== Instructions for the task ==
Copy out each line below exactly as written.

-------

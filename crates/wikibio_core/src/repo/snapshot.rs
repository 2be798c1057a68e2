//! Whole-tree JSON snapshots used to seed tree stores.

use crate::model::citation::{Citation, Media, Source};
use crate::model::event::Event;
use crate::model::family::Family;
use crate::model::note::Note;
use crate::model::person::Person;
use crate::model::place::Place;
use crate::repo::memory_tree::MemoryTree;
use crate::repo::sqlite_tree::SqliteTree;
use crate::repo::tree_db::RepoResult;
use log::info;
use serde::{Deserialize, Serialize};

/// Every record of a tree, one list per record class.
#[derive(Debug, Clone, Default, PartialEq, Eq, Serialize, Deserialize)]
#[serde(default)]
pub struct TreeSnapshot {
    pub persons: Vec<Person>,
    pub families: Vec<Family>,
    pub events: Vec<Event>,
    pub places: Vec<Place>,
    pub sources: Vec<Source>,
    pub citations: Vec<Citation>,
    pub media: Vec<Media>,
    pub notes: Vec<Note>,
}

/// Record counts written by an import.
#[derive(Debug, Clone, Copy, Default, PartialEq, Eq)]
pub struct ImportSummary {
    pub persons: usize,
    pub families: usize,
    pub events: usize,
    pub places: usize,
    pub sources: usize,
    pub citations: usize,
    pub media: usize,
    pub notes: usize,
}

impl ImportSummary {
    pub fn total(&self) -> usize {
        self.persons
            + self.families
            + self.events
            + self.places
            + self.sources
            + self.citations
            + self.media
            + self.notes
    }
}

impl TreeSnapshot {
    pub fn from_json(json: &str) -> serde_json::Result<Self> {
        serde_json::from_str(json)
    }

    pub fn summary(&self) -> ImportSummary {
        ImportSummary {
            persons: self.persons.len(),
            families: self.families.len(),
            events: self.events.len(),
            places: self.places.len(),
            sources: self.sources.len(),
            citations: self.citations.len(),
            media: self.media.len(),
            notes: self.notes.len(),
        }
    }

    pub fn into_memory_tree(self) -> MemoryTree {
        let mut tree = MemoryTree::new();
        for person in self.persons {
            tree.insert_person(person);
        }
        for family in self.families {
            tree.insert_family(family);
        }
        for event in self.events {
            tree.insert_event(event);
        }
        for place in self.places {
            tree.insert_place(place);
        }
        for source in self.sources {
            tree.insert_source(source);
        }
        for citation in self.citations {
            tree.insert_citation(citation);
        }
        for media in self.media {
            tree.insert_media(media);
        }
        for note in self.notes {
            tree.insert_note(note);
        }
        tree
    }

    /// Upserts every record into `tree`.
    ///
    /// Each record is its own transaction; a failure leaves earlier records
    /// written.
    pub fn write_to(&self, tree: &SqliteTree<'_>) -> RepoResult<ImportSummary> {
        self.persons.iter().try_for_each(|r| tree.put_person(r))?;
        self.families.iter().try_for_each(|r| tree.put_family(r))?;
        self.events.iter().try_for_each(|r| tree.put_event(r))?;
        self.places.iter().try_for_each(|r| tree.put_place(r))?;
        self.sources.iter().try_for_each(|r| tree.put_source(r))?;
        self.citations.iter().try_for_each(|r| tree.put_citation(r))?;
        self.media.iter().try_for_each(|r| tree.put_media(r))?;
        self.notes.iter().try_for_each(|r| tree.put_note(r))?;

        let summary = self.summary();
        info!(
            "event=tree_import module=repo status=ok records={} persons={} families={} events={}",
            summary.total(),
            summary.persons,
            summary.families,
            summary.events
        );
        Ok(summary)
    }
}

-------

== Exercise result ==
filename crates/wikibio_core/src/repo/snapshot.rs
repository 2be798c1057a68e2
//! Whole-tree JSON snapshots used to seed tree stores.

use crate::model::citation::{Citation, Media, Source};
use crate::model::event::Event;
use crate::model::family::Family;
use crate::model::note::Note;
use crate::model::person::Person;
use crate::model::place::Place;
use crate::repo::memory_tree::MemoryTree;
use crate::repo::sqlite_tree::SqliteTree;
use crate::repo::tree_db::RepoResult;
use log::info;
use serde::{Deserialize, Serialize};

/// Every record of a tree, one list per record class.
#[derive(Debug, Clone, Default, PartialEq, Eq, Serialize, Deserialize)]
#[serde(default)]
pub struct TreeSnapshot {
    pub persons: Vec<Person>,
    pub families: Vec<Family>,
    pub events: Vec<Event>,
    pub places: Vec<Place>,
    pub sources: Vec<Source>,
    pub citations: Vec<Citation>,
    pub media: Vec<Media>,
    pub notes: Vec<Note>,
}

/// Record counts written by an import.
#[derive(Debug, Clone, Copy, Default, PartialEq, Eq)]
pub struct ImportSummary {
    pub persons: usize,
    pub families: usize,
    pub events: usize,
    pub places: usize,
    pub sources: usize,
    pub citations: usize,
    pub media: usize,
    pub notes: usize,
}

impl ImportSummary {
    pub fn total(&self) -> usize {
        self.persons
            + self.families
            + self.events
            + self.places
            + self.sources
            + self.citations
            + self.media
            + self.notes
    }
}

impl TreeSnapshot {
    pub fn from_json(json: &str) -> serde_json::Result<Self> {
        serde_json::from_str(json)
    }

    pub fn summary(&self) -> ImportSummary {
        ImportSummary {
            persons: self.persons.len(),
            families: self.families.len(),
            events: self.events.len(),
            places: self.places.len(),
            sources: self.sources.len(),
            citations: self.citations.len(),
            media: self.media.len(),
            notes: self.notes.len(),
        }
    }

    pub fn into_memory_tree(self) -> MemoryTree {
        let mut tree = MemoryTree::new();
        for person in self.persons {
            tree.insert_person(person);
        }
        for family in self.families {
            tree.insert_family(family);
        }
        for event in self.events {
            tree.insert_event(event);
        }
        for place in self.places {
            tree.insert_place(place);
        }
        for source in self.sources {
            tree.insert_source(source);
        }
        for citation in self.citations {
            tree.insert_citation(citation);
        }
        for media in self.media {
            tree.insert_media(media);
        }
        for note in self.notes {
            tree.insert_note(note);
        }
        tree
    }

    /// Upserts every record into `tree`.
    ///
    /// Each record is its own transaction; a failure leaves earlier records
    /// written.
    pub fn write_to(&self, tree: &SqliteTree<'_>) -> RepoResult<ImportSummary> {
        self.persons.iter().try_for_each(|r| tree.put_person(r))?;
        self.families.iter().try_for_each(|r| tree.put_family(r))?;
        self.events.iter().try_for_each(|r| tree.put_event(r))?;
        self.places.iter().try_for_each(|r| tree.put_place(r))?;
        self.sources.iter().try_for_each(|r| tree.put_source(r))?;
        self.citations.iter().try_for_each(|r| tree.put_citation(r))?;
        self.media.iter().try_for_each(|r| tree.put_media(r))?;
        self.notes.iter().try_for_each(|r| tree.put_note(r))?;

        let summary = self.summary();
        info!(
            "event=tree_import module=repo status=ok records={} persons={} families={} events={}",
            summary.total(),
            summary.persons,
            summary.families,
            summary.events
        );
        Ok(summary)
    }
}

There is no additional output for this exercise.